Collection entries:
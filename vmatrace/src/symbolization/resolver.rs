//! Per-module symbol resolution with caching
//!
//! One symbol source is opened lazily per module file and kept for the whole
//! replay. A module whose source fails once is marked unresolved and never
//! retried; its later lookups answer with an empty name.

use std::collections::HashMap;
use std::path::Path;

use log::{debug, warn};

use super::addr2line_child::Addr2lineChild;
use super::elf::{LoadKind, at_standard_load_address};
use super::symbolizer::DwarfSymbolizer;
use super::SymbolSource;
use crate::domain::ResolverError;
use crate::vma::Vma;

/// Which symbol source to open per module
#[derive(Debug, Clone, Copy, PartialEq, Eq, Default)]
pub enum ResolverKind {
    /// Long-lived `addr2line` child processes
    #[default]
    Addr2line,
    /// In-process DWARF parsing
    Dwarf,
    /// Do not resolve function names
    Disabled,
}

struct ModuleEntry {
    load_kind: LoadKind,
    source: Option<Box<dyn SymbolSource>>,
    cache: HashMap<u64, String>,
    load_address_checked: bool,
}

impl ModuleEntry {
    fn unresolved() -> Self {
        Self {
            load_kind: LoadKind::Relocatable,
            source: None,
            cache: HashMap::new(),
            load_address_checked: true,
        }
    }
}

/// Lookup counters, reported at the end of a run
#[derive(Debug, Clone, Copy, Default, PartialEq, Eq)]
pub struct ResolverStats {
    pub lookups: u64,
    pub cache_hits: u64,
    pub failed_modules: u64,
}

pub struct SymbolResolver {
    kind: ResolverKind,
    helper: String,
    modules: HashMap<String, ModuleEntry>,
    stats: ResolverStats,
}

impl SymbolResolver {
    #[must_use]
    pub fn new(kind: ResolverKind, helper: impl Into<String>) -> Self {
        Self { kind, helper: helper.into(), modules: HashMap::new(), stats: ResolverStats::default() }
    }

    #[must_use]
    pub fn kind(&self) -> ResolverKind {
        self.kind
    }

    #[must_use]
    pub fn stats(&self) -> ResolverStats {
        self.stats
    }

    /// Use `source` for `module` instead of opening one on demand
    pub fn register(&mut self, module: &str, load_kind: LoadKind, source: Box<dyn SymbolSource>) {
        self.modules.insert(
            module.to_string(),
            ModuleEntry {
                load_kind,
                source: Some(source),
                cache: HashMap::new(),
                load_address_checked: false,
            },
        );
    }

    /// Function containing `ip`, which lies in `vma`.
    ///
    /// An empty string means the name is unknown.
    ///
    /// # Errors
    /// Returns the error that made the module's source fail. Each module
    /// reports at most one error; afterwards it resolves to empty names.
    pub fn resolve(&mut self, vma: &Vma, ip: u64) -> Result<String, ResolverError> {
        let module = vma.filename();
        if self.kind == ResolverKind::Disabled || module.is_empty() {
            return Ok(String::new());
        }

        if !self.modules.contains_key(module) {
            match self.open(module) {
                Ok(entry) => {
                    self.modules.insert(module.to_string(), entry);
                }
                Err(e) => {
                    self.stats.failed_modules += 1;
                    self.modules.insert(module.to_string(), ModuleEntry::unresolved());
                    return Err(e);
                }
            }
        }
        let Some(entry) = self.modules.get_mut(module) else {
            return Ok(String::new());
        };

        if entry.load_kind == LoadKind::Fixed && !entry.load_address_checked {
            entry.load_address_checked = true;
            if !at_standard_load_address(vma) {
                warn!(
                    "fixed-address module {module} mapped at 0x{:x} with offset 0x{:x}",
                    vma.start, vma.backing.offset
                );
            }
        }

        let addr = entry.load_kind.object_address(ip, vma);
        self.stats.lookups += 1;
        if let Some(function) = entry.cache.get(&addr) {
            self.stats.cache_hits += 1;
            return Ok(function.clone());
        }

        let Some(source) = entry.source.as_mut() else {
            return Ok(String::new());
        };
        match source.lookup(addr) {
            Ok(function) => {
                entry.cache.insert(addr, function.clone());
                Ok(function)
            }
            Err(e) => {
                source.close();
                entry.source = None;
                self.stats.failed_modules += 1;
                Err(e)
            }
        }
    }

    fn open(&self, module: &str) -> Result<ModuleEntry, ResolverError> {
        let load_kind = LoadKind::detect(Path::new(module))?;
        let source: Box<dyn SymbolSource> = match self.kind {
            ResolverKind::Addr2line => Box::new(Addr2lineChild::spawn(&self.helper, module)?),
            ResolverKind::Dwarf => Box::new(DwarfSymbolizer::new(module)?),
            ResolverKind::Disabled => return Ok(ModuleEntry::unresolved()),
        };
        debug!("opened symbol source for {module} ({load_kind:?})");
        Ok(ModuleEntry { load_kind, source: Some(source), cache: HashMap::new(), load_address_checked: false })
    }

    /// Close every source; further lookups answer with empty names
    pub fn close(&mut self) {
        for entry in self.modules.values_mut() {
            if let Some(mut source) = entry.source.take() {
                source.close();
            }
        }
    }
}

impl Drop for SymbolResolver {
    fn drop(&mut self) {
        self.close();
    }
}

EXERCISE DESCRIPTION: Only the lines from the one containing "HashMap::new(), load_address_checked: false" through the last line of the entries above should be copied, exactly as written.

FINISHED TASK:
        Ok(ModuleEntry { load_kind, source: Some(source), cache: HashMap::new(), load_address_checked: false })
    }

    /// Close every source; further lookups answer with empty names
    pub fn close(&mut self) {
        for entry in self.modules.values_mut() {
            if let Some(mut source) = entry.source.take() {
                source.close();
            }
        }
    }
}

impl Drop for SymbolResolver {
    fn drop(&mut self) {
        self.close();
    }
}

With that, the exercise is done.